6 Compiler 1: Paren-x64 to x64

7.5.0.17

6 Compiler 1: Paren-x64 to x64

6.1 Assignment Summary

The goal of this assignment is to introduce (1) the first language, x64 assembly, (2) the general structure of a compiler, and (3) methods for testing your compiler. In this assignment, you will implement a small abstraction layer on top of x64, called Paren-x64, which allows easily writing a subset of x64 programs while ignoring some of the boilerplate and operating-system-specific details.

This assignment is due Friday, January 17, 2020 at 11:59pm.

Assignment Checklist

Before you start, you should read:

These lay out important expectations regarding grading and sharing of code.

You should find a new repository in your https://github.students.cs.ubc.ca account named a1_<userid> with a code skeleton and a support library. You should complete the assignment in that git repository and push it to the GitHub Students instance.

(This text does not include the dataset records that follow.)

/// Background polling.
///
/// One loop, two cadences: bot status every interval tick, and the full
/// dashboard payload (plus positions) on ticks landing in a wall-clock
/// minute divisible by the dashboard mark. The minute test runs against
/// the clock at tick time, so a tick delayed across a minute boundary
/// resolves against the minute it actually fires in.
///
/// Every fetch is tagged with a per-resource sequence number; a response
/// is dropped when a newer request was issued for that resource while it
/// was in flight.
use chrono::{ Timelike, Utc };
use std::future::Future;
use std::sync::{ Arc, Mutex };
use std::time::Duration;
use tokio::task::JoinHandle;

use crate::api::ApiClient;
use crate::auth::TokenProvider;
use crate::config::PollingConfig;
use crate::global::{ self, SHUTDOWN };
use crate::logger::{ self, LogTag };
use crate::sequencer::SEQUENCERS;
use crate::utils::check_shutdown_or_delay;

pub struct StatusPoller {
    handle: Mutex<Option<JoinHandle<()>>>,
}

impl StatusPoller {
    pub fn new() -> Self {
        Self { handle: Mutex::new(None) }
    }

    /// Spawn the polling loop with an arbitrary tick body. `full` is true
    /// on ticks that should refresh the whole dashboard. Starting again
    /// aborts the previous loop first, there is never more than one.
    pub fn start_with<F, Fut>(&self, interval: Duration, minute_mark: u32, mut tick: F)
    where
        F: FnMut(bool) -> Fut + Send + 'static,
        Fut: Future<Output = ()> + Send,
    {
        let task = tokio::spawn(async move {
            loop {
                let full = minute_mark > 0 && Utc::now().minute() % minute_mark == 0;
                tick(full).await;
                if check_shutdown_or_delay(&SHUTDOWN, interval).await {
                    break;
                }
            }
            logger::debug(LogTag::Poller, "Polling loop exited");
        });

        let mut handle = self.handle.lock().unwrap_or_else(|e| e.into_inner());
        if let Some(old) = handle.replace(task) {
            old.abort();
        }
    }

    /// Wire the real tick against the backend client
    pub fn start<P: TokenProvider + 'static>(
        &self,
        client: Arc<ApiClient<P>>,
        polling: &PollingConfig,
    ) {
        let interval = Duration::from_secs(polling.status_interval_secs);
        logger::info(
            LogTag::Poller,
            &format!(
                "📡 Polling started ({}s status, full dashboard at {}m marks)",
                polling.status_interval_secs, polling.dashboard_minute_mark
            ),
        );
        self.start_with(interval, polling.dashboard_minute_mark, move |full| {
            let client = Arc::clone(&client);
            async move {
                poll_bot_status(&client).await;
                if full {
                    poll_dashboard(&client).await;
                    poll_positions(&client).await;
                }
            }
        });
    }

    pub fn stop(&self) {
        let mut handle = self.handle.lock().unwrap_or_else(|e| e.into_inner());
        if let Some(task) = handle.take() {
            task.abort();
            logger::info(LogTag::Poller, "📡 Polling stopped");
        }
    }

    pub fn is_running(&self) -> bool {
        let handle = self.handle.lock().unwrap_or_else(|e| e.into_inner());
        handle.as_ref().map(|t| !t.is_finished()).unwrap_or(false)
    }
}

impl Default for StatusPoller {
    fn default() -> Self {
        Self::new()
    }
}

pub async fn poll_bot_status<P: TokenProvider>(client: &ApiClient<P>) {
    let seq = SEQUENCERS.bot_status.issue();
    match client.get_bot_status().await {
        Ok(response) => {
            if SEQUENCERS.bot_status.is_current(seq) {
                global::update_bot_status(response.status);
            } else {
                logger::debug(LogTag::Poller, "Stale bot status response dropped");
            }
        }
        Err(e) => logger::warning(LogTag::Poller, &format!("⚠️ Status poll failed: {}", e)),
    }
}

pub async fn poll_dashboard<P: TokenProvider>(client: &ApiClient<P>) {
    let seq = SEQUENCERS.dashboard.issue();
    match client.get_dashboard_data().await {
        Ok(data) => {
            if SEQUENCERS.dashboard.is_current(seq) {
                global::update_dashboard(data);
            } else {
                logger::debug(LogTag::Poller, "Stale dashboard response dropped");
            }
        }
        Err(e) => logger::warning(LogTag::Poller, &format!("⚠️ Dashboard poll failed: {}", e)),
    }
}

pub async fn poll_positions<P: TokenProvider>(client: &ApiClient<P>) {
    let seq = SEQUENCERS.positions.issue();
    match client.get_positions().await {
        Ok(positions) => {
            if SEQUENCERS.positions.is_current(seq) {
                global::update_positions(positions);
            } else {
                logger::debug(LogTag::Poller, "Stale positions response dropped");
            }
        }
        Err(e) => logger::warning(LogTag::Poller, &format!("⚠️ Positions poll failed: {}", e)),
    }
}

#[cfg(test)]
mod tests {
    use super::*;
    use std::sync::atomic::{ AtomicUsize, Ordering };

    #[tokio::test(flavor = "multi_thread")]
    async fn test_restart_replaces_previous_loop() {
        let poller = StatusPoller::new();

        let first = Arc::new(AtomicUsize::new(0));
        let first_clone = Arc::clone(&first);
        poller.start_with(Duration::from_millis(10), 0, move |_| {
            let counter = Arc::clone(&first_clone);
            async move {
                counter.fetch_add(1, Ordering::SeqCst);
            }
        });

        tokio::time::sleep(Duration::from_millis(50)).await;
        assert!(first.load(Ordering::SeqCst) >= 1);

        let second = Arc::new(AtomicUsize::new(0));
        let second_clone = Arc::clone(&second);
        poller.start_with(Duration::from_millis(10), 0, move |_| {
            let counter = Arc::clone(&second_clone);
            async move {
                counter.fetch_add(1, Ordering::SeqCst);
            }
        });

        tokio::time::sleep(Duration::from_millis(30)).await;
        let frozen = first.load(Ordering::SeqCst);
        tokio::time::sleep(Duration::from_millis(50)).await;

        // The first loop was aborted, only the second keeps ticking
        assert_eq!(first.load(Ordering::SeqCst), frozen);
        assert!(second.load(Ordering::SeqCst) >= 2);

        poller.stop();
    }

    #[tokio::test(flavor = "multi_thread")]
    async fn test_stop_halts_ticks() {
        let poller = StatusPoller::new();
        let ticks = Arc::new(AtomicUsize::new(0));
        let ticks_clone = Arc::clone(&ticks);

        poller.start_with(Duration::from_millis(10), 0, move |_| {
            let counter = Arc::clone(&ticks_clone);
            async move {
                counter.fetch_add(1, Ordering::SeqCst);
            }
        });

        tokio::time::sleep(Duration::from_millis(30)).await;
        poller.stop();
        assert!(!poller.is_running() || poller.handle.lock().unwrap().is_none());

        let frozen = ticks.load(Ordering::SeqCst);
        tokio::time::sleep(Duration::from_millis(50)).await;
        assert_eq!(ticks.load(Ordering::SeqCst), frozen);
    }

    #[tokio::test(flavor = "multi_thread")]
    async fn test_full_flag_follows_minute_mark() {
        let poller = StatusPoller::new();
        let saw_full = Arc::new(AtomicUsize::new(0));
        let saw_full_clone = Arc::clone(&saw_full);

        // minute_mark = 1 means every wall-clock minute matches
        poller.start_with(Duration::from_millis(10), 1, move |full| {
            let counter = Arc::clone(&saw_full_clone);
            async move {
                if full {
                    counter.fetch_add(1, Ordering::SeqCst);
                }
            }
        });

        tokio::time::sleep(Duration::from_millis(50)).await;
        poller.stop();
        assert!(saw_full.load(Ordering::SeqCst) >= 1);
    }
}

If we patch the code skeleton or library after the release, the most recent version will be available here at a1-skeleton.rkt and a1-compiler-lib.rkt. A GitHub repo you can merge or rebase from will be availble here at https://github.students.cs.ubc.ca/cpsc411-2019w-t2/a1_wilbowma.

Design and implement check-paren-x64, a validator for Paren-x64.
Design and implement interp-paren-x64, an interpreter for Paren-x64.
Design and implement an x64 run-time system for Paren-x64.
Design and implement generate-x64, a compiler from Paren-x64 to x64.
Test your compiler by comparing the interpreter to the compiler.

6.2 Language Diagram

6.3 Preface: What’s bad about x64

In the previous assignment, we saw the first language: x64. The primary limitation in x64 is its concrete syntax—it has too few parens. This makes it hard write program transformations over it. String manipulation is very tedious as strings provide very little structure.

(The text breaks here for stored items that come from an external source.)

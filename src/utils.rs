use chrono::{ DateTime, Utc };
use std::time::Duration;
use tokio::sync::Notify;

/// Waits for a delay or shutdown signal. Returns true when shutdown fired.
pub async fn check_shutdown_or_delay(shutdown: &Notify, duration: Duration) -> bool {
    if crate::global::is_shutdown_requested() {
        return true;
    }
    tokio::select! {
        _ = tokio::time::sleep(duration) => false,
        _ = shutdown.notified() => true,
    }
}

/// Format a duration (from Option<DateTime<Utc>>) as a human-readable age string (d h m s)
pub fn format_age_string(since: Option<DateTime<Utc>>) -> String {
    if let Some(dt) = since {
        let now = Utc::now();
        let mut seconds = if now > dt { (now - dt).num_seconds() } else { 0 };
        let days = seconds / 86_400;
        seconds %= 86_400;
        let hours = seconds / 3_600;
        seconds %= 3_600;
        let minutes = seconds / 60;
        seconds %= 60;
        let mut parts = Vec::new();
        if days > 0 {
            parts.push(format!("{}d", days));
        }
        if hours > 0 {
            parts.push(format!("{}h", hours));
        }
        if minutes > 0 {
            parts.push(format!("{}m", minutes));
        }
        if seconds > 0 || parts.is_empty() {
            parts.push(format!("{}s", seconds));
        }
        parts.join(" ")
    } else {
        "unknown".to_string()
    }
}

/// Millisecond epoch timestamps from the backend -> UTC datetime
pub fn millis_to_datetime(millis: Option<i64>) -> Option<DateTime<Utc>> {
    millis.and_then(DateTime::<Utc>::from_timestamp_millis)
}

pub fn format_usd(value: f64) -> String {
    if value < 0.0 {
        format!("-${:.2}", value.abs())
    } else {
        format!("${:.2}", value)
    }
}

pub fn format_signed_usd(value: f64) -> String {
    if value >= 0.0 {
        format!("+${:.2}", value)
    } else {
        format!("-${:.2}", value.abs())
    }
}

pub fn format_pct(value: f64) -> String {
    format!("{:.2}%", value)
}

/// Exchange API keys are 64-character alphanumeric strings
pub fn is_valid_api_key(key: &str) -> bool {
    key.len() == 64 && key.chars().all(|c| c.is_ascii_alphanumeric())
}
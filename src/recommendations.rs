/// Per-timeframe recommended bot settings.
///
/// Selecting a timeframe applies its stop-loss/take-profit to the pending
/// bot configuration, but only for fields the user has not taken manual
/// control of. A manual edit raises the field's override flag; the flag is
/// cleared only by the explicit "use recommended" action for that field.
use crate::types::BotConfig;

#[derive(Debug, Clone, Copy, PartialEq)]
pub struct Recommendation {
    pub timeframe: &'static str,
    pub name: &'static str,
    pub stop_loss: f64,
    pub take_profit: f64,
    /// Expected win rate in percent
    pub win_rate: u8,
    pub risk_level: &'static str,
    pub max_hold_minutes: u32,
}

pub const RECOMMENDATIONS: [Recommendation; 5] = [
    Recommendation {
        timeframe: "5m",
        name: "Hızlı Scalping",
        stop_loss: 0.5,
        take_profit: 1.0,
        win_rate: 75,
        risk_level: "YÜKSEK RİSK",
        max_hold_minutes: 30,
    },
    Recommendation {
        timeframe: "15m",
        name: "Dengeli Swing",
        stop_loss: 0.8,
        take_profit: 1.2,
        win_rate: 70,
        risk_level: "ORTA RİSK",
        max_hold_minutes: 120,
    },
    Recommendation {
        timeframe: "30m",
        name: "Aktif Trend",
        stop_loss: 1.0,
        take_profit: 2.0,
        win_rate: 65,
        risk_level: "ORTA RİSK",
        max_hold_minutes: 300,
    },
    Recommendation {
        timeframe: "1h",
        name: "İstikrarlı Pozisyon",
        stop_loss: 1.5,
        take_profit: 3.0,
        win_rate: 60,
        risk_level: "ORTA RİSK",
        max_hold_minutes: 720,
    },
    Recommendation {
        timeframe: "4h",
        name: "Büyük Hareketler",
        stop_loss: 2.5,
        take_profit: 5.0,
        win_rate: 55,
        risk_level: "DÜŞÜK RİSK",
        max_hold_minutes: 2880,
    },
];

pub fn recommendation_for(timeframe: &str) -> Option<&'static Recommendation> {
    RECOMMENDATIONS.iter().find(|r| r.timeframe == timeframe)
}

/// Per-field manual override flags
#[derive(Debug, Clone, Copy, Default, PartialEq)]
pub struct OverrideFlags {
    pub stop_loss: bool,
    pub take_profit: bool,
}

/// The pending bot configuration being assembled in the console, together
/// with the override flags gating recommendation writes.
#[derive(Debug, Clone, Default)]
pub struct BotConfigDraft {
    pub config: BotConfig,
    pub overrides: OverrideFlags,
}

impl BotConfigDraft {
    pub fn new() -> Self {
        Self::default()
    }

    /// Select a timeframe, applying its recommended stop-loss/take-profit to
    /// every field still under recommendation control.
    pub fn select_timeframe(&mut self, timeframe: &str) -> Option<&'static Recommendation> {
        let recommendation = recommendation_for(timeframe)?;
        self.config.timeframe = timeframe.to_string();
        if !self.overrides.stop_loss {
            self.config.stop_loss = recommendation.stop_loss;
        }
        if !self.overrides.take_profit {
            self.config.take_profit = recommendation.take_profit;
        }
        Some(recommendation)
    }

    /// Manual edit: takes the field away from the recommendation engine
    pub fn set_stop_loss(&mut self, value: f64) {
        self.config.stop_loss = value;
        self.overrides.stop_loss = true;
    }

    pub fn set_take_profit(&mut self, value: f64) {
        self.config.take_profit = value;
        self.overrides.take_profit = true;
    }

    /// Explicit reset back to the recommended value for the current timeframe
    pub fn use_recommended_stop_loss(&mut self) {
        self.overrides.stop_loss = false;
        if let Some(recommendation) = recommendation_for(&self.config.timeframe) {
            self.config.stop_loss = recommendation.stop_loss;
        }
    }

    pub fn use_recommended_take_profit(&mut self) {
        self.overrides.take_profit = false;
        if let Some(recommendation) = recommendation_for(&self.config.timeframe) {
            self.config.take_profit = recommendation.take_profit;
        }
    }
}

In this class, our focus is on designing and exploiting abstraction boundaries; and implementing, transforming, and optimizing programs. To focus on this, we will ignore low-level character parsing (yuk!), and instead assume all programs come to us in a format that is easy for our programming language to consume and transform—s-expressions.

The second limitation is that x64 includes many extraneous details, like details about which label starts execution, and provides no definition for the value of an x64 program. This makes interpreting the result of an x64 program difficult—we’re forced to do something like manually print the result to the screen.

In this lesson, we abstract away from each of these details. We start be defining a subset of of x64 that we will support, x64-411. We then design a language, Paren-x64, that supports all instructions from x64-411 and removes the two limitations of x64 described above.

Our compiler will compile from Paren-x64 to x64.

6.4 x64-411: Our x64 Subset

x64-411 is the subset of x64 instructions used in this assignment, represented as a string in Intel syntax. We do not give a precise grammar for x64-411; instead, we describe the instructions below and give some examples.

mov triv, triv
This string represents the move instruction Move a value from one place to another. This instruction will correspond to (set! triv triv) in Paren-x64.
x64 imposes further restrictions on mov (remember—x64 is, we must not ask why). We can only move a value into a register, or from a register to a register.
We can thus make the grammar of Paren-x64 more precise by describing three move statements—(set! reg integer), and (set! reg reg). As we are on a 64-bit machine, we must restrict the size of the integer to be a 64-bit integer, in the range -2^63 <= i <= 2^63 - 1.
add triv, triv
This string represents the add instruction, which intuitively adds two values. This will correspond to the Paren-x64 instruction (set! triv (+ triv triv)).
In fact, we cannot add values in x64: we can add a value (i.e.,, an integer), to a register add reg, integer, or add the values in two registers, add reg_1, reg_2.
We can make the definition of Paren-x64 more precise by separating out these instructions. The first form of the instruction is written (set! reg_1 (+ reg_2 integer)), where the reg_1 and reg_2 must be identical. The second form is written (set! reg_1 (+ reg_2 reg_3)) again where the first two registers reg_1 and reg_2 must be identical. For example, (set! rax (+ rax r9)) set! rax (+ rax 42) are valid, but (set! rax (+ rbx r9)) and (set! rax (+ rbx 42)) are not.
Note that we must duplicate the register in the syntax of the binary operator instructions. Paren-x64 uses a Racket-like syntax, separating the assignment operation set! from the add operation +. However, x64-411 does not separate these two concepts. Thus, for now, the instruction (set! reg (binop reg triv)) must have literally the same register in the positions named reg.
Furthermore, when using an integer directly in the add statement, it must be a 32-bit integer, in the range -2^31 <= i <= 2^31 - 1. Yes, that’s right, 32-bit not 64-bit; we do not ask "why" of x64. For example, (set! rax (+ rax 2147483647)) is valid, but (set! rax (+ rax 2147483648)) is not. Instead, we would first need to move 2147483648 to a register to add it to rax.
imul triv, triv
This string represents the add instruction, which intuitively multiplies two values. This will correspond to the Paren-x64 instruction (set! triv (* triv triv)).
Multiplication is further restricted by x64. Again, we cannot multiply values directly. We can only multiply the value of a register by a 32-bit integer imul reg_1, integer, or the value in a register by the value in a register imul reg_1, reg_2.
These correspond to the Paren-x64 instructions (set! reg_1 (* reg_2 reg_3)), or the value of a register by a 32-bit integer (set! reg_1 (* reg_2 integer)). Similar to addition, the registers reg_1 and reg_2 must be syntactically the same.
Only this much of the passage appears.